(Source data Opens)
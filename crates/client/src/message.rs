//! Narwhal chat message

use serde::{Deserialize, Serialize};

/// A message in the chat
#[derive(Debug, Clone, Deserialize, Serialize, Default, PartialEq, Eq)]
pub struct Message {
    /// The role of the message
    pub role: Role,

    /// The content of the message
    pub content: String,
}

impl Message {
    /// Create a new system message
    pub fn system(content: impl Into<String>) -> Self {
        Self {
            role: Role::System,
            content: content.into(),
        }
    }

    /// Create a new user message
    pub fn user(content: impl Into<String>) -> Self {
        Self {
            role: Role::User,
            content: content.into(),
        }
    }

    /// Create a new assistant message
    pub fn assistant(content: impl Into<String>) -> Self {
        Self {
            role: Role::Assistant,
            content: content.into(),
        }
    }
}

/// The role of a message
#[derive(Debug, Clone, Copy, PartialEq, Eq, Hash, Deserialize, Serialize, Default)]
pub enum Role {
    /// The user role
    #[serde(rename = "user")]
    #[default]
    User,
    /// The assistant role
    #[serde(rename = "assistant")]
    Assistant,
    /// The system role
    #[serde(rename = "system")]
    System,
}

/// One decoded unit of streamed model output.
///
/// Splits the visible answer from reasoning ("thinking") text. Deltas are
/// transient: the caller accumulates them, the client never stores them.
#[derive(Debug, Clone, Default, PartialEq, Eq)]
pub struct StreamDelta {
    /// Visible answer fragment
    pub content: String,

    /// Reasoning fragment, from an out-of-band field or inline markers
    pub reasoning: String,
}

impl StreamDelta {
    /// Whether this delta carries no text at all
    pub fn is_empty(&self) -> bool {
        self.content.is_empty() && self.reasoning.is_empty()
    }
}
(Source data Closes)
(Source data Opens)
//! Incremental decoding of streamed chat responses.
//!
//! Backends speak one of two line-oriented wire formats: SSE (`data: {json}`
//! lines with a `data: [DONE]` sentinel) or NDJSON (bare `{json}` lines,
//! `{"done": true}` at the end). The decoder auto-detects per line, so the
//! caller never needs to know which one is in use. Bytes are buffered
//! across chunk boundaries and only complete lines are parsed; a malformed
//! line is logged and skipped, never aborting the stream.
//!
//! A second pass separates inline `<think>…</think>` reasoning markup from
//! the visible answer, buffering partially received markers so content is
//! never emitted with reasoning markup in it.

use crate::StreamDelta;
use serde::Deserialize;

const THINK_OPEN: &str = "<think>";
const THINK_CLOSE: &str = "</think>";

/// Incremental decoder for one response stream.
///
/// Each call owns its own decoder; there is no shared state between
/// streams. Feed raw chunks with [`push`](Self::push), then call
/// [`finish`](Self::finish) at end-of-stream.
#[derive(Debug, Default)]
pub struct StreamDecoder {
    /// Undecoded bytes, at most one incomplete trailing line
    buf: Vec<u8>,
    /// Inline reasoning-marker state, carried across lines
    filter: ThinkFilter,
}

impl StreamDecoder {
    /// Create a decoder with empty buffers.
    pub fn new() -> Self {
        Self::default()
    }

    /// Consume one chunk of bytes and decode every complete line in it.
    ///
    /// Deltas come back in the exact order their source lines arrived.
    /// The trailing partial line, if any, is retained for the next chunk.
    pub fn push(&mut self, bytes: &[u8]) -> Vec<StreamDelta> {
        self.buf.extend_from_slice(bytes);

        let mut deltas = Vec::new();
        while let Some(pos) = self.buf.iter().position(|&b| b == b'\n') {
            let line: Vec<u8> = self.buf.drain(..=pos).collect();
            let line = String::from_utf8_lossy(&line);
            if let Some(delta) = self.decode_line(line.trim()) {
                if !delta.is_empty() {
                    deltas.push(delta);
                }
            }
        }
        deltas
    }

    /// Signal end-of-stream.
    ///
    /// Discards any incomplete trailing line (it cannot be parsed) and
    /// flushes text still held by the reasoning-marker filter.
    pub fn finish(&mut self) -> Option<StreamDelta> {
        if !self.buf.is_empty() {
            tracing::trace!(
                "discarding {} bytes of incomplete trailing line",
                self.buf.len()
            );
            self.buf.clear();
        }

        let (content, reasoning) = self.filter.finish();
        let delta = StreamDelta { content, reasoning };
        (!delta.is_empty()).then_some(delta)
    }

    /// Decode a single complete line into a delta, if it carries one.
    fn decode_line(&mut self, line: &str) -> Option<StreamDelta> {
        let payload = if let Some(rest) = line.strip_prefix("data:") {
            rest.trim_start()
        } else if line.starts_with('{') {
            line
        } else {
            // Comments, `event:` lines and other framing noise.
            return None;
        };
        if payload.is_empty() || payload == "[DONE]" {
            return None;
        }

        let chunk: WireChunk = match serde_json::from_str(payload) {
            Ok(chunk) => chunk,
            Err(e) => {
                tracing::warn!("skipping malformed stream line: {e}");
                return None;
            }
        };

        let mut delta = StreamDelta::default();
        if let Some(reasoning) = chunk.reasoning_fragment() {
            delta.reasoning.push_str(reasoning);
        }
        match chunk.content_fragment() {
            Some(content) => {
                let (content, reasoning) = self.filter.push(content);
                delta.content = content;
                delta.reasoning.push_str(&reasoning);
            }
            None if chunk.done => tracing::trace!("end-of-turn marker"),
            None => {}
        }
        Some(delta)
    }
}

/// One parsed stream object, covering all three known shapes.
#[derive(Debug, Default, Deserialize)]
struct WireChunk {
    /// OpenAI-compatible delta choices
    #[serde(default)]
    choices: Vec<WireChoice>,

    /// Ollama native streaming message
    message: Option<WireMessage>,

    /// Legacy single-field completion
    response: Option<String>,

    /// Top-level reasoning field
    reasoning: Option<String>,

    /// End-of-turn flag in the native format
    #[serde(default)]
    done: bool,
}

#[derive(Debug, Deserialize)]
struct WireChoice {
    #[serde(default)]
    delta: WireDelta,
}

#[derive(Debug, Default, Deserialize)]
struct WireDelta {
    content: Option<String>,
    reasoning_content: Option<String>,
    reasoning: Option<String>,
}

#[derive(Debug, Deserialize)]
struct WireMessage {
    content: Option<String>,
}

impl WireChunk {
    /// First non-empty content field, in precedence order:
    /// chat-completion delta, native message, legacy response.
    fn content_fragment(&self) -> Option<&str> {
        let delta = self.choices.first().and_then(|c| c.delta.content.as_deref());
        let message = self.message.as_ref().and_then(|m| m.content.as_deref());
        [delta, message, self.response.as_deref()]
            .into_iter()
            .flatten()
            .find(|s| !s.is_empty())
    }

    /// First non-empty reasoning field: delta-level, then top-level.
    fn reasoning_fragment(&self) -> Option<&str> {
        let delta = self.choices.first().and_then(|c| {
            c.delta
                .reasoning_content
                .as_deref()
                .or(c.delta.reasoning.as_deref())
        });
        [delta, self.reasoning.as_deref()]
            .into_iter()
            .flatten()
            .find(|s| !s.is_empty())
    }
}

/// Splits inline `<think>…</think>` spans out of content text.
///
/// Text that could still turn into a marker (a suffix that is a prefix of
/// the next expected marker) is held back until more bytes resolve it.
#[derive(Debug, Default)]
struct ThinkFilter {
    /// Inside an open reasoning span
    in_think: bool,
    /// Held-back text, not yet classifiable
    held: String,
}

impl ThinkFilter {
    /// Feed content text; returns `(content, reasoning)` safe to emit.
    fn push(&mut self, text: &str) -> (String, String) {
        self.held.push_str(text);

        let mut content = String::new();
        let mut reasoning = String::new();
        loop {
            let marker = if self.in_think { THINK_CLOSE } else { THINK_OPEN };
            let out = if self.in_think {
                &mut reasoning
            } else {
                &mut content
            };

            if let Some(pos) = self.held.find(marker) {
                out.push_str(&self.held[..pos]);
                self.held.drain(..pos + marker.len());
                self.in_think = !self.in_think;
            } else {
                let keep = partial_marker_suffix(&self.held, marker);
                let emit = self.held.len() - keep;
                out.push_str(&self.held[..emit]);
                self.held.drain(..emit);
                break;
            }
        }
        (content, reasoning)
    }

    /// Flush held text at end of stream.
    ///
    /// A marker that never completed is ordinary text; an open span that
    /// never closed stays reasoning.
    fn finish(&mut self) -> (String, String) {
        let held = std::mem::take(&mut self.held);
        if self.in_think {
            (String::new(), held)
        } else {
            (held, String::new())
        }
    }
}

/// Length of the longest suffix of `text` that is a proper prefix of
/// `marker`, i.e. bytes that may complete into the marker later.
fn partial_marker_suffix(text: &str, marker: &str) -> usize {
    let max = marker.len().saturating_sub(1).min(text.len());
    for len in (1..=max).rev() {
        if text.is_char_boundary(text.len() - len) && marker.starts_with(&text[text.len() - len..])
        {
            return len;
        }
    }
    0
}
(Source data Closes)
(Source data Opens)
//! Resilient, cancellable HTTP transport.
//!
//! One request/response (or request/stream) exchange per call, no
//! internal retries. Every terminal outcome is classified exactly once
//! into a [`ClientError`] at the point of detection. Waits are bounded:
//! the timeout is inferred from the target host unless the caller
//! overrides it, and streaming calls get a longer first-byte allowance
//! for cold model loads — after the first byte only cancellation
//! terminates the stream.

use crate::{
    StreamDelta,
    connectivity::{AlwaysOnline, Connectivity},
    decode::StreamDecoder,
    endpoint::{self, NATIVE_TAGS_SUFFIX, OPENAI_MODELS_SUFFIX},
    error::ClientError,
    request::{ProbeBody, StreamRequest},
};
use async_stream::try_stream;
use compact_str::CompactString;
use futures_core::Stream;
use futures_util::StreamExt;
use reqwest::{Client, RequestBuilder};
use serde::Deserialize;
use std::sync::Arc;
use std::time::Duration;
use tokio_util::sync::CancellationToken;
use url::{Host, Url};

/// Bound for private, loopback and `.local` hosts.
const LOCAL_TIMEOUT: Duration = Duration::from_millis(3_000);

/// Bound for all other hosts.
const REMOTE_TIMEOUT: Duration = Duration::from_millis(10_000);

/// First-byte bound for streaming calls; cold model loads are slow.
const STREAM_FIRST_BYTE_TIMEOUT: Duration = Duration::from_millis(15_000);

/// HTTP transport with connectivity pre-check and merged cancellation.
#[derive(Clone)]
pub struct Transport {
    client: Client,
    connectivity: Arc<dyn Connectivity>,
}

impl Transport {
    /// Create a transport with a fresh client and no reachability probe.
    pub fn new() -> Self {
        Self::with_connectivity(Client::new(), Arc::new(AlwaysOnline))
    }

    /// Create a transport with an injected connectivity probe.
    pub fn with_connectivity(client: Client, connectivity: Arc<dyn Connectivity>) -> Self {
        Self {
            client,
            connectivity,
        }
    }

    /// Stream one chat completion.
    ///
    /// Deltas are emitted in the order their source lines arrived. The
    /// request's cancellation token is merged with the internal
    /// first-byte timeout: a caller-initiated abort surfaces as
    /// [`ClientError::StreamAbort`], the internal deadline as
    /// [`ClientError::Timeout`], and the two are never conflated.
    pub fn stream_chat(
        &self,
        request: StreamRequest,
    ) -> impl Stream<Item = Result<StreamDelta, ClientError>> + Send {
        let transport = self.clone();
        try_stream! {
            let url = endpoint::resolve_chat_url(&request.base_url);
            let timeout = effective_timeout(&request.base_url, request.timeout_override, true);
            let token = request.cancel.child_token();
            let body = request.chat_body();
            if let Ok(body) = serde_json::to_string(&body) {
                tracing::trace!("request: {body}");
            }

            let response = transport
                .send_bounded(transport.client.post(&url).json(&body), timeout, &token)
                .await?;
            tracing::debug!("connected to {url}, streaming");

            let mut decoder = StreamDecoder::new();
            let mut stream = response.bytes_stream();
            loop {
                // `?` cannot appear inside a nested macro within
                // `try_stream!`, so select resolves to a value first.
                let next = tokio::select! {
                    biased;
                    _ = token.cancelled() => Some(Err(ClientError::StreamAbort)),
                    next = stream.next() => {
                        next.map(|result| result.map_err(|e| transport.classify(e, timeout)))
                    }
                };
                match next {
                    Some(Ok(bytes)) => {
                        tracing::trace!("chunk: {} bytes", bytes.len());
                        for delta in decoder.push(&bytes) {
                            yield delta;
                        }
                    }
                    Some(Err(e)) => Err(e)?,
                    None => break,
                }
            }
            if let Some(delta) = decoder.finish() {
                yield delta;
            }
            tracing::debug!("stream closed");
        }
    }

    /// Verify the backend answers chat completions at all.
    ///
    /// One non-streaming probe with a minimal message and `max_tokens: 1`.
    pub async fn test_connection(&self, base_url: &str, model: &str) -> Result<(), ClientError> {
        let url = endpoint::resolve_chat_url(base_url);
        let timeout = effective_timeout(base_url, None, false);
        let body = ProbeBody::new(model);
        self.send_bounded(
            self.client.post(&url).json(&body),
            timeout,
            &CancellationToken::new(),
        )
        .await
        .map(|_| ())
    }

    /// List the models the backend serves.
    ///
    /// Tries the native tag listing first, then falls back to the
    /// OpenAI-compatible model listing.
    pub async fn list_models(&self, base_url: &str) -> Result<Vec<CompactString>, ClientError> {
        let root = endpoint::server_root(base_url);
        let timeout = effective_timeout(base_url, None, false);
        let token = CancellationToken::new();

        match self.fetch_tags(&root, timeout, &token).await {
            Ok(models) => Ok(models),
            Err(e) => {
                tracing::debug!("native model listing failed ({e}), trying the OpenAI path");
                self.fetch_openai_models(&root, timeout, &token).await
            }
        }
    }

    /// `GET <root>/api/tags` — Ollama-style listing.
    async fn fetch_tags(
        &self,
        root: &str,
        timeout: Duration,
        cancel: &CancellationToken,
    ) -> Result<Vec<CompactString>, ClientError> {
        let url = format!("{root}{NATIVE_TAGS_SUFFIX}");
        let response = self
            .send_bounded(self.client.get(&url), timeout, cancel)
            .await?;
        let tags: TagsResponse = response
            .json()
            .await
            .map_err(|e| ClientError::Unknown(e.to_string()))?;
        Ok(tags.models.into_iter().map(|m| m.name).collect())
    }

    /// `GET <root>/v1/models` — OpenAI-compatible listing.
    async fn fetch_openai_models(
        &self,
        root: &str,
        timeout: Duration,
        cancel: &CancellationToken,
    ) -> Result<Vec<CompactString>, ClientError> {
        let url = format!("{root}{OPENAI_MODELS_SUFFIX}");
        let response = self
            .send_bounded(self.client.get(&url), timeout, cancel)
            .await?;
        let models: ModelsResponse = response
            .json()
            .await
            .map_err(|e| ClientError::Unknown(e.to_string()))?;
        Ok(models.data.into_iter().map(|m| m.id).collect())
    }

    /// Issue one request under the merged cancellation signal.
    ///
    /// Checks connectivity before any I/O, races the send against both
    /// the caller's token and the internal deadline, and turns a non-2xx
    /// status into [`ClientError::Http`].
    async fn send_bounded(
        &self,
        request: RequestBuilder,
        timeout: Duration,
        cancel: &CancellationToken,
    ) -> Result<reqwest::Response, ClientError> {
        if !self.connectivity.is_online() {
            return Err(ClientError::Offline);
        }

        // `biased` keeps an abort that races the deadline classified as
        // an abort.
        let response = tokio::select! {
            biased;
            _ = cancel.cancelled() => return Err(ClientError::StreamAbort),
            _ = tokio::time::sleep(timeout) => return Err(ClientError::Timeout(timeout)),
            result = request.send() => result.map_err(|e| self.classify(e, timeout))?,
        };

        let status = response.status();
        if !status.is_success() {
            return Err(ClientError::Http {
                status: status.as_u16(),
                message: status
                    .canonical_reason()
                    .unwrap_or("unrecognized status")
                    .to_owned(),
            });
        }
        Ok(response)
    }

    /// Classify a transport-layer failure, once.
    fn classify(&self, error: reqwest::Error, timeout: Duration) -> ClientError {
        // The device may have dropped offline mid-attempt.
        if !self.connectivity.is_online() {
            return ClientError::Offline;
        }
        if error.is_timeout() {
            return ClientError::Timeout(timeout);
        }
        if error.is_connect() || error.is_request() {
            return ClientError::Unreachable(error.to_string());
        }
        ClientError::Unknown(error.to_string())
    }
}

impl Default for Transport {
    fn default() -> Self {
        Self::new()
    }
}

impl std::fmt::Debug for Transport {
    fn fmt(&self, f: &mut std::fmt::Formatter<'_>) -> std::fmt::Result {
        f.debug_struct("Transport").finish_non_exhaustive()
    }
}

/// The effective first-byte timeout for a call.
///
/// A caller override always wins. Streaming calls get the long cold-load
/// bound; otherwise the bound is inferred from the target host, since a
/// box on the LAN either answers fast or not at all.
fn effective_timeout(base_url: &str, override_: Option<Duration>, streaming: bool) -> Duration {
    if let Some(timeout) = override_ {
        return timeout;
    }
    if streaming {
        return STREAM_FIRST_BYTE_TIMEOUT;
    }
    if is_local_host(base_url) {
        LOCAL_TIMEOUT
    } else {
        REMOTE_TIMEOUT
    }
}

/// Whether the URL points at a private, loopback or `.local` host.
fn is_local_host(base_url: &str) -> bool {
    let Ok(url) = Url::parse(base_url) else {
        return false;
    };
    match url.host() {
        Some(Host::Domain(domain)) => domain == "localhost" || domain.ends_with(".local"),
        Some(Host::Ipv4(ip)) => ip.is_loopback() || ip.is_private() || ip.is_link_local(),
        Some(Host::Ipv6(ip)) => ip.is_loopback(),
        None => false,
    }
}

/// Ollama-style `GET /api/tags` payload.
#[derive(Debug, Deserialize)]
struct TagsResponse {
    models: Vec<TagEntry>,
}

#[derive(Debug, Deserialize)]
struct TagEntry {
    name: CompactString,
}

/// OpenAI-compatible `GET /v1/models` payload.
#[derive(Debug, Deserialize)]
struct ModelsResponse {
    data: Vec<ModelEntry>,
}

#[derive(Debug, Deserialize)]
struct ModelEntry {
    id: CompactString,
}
(Source data Closes)
- **Exercise instructions**
When the word "loads" shows up in a line of the entries, report that line.

- **Task solution**
//! for cold model loads — after the first byte only cancellation
/// First-byte bound for streaming calls; cold model loads are slow.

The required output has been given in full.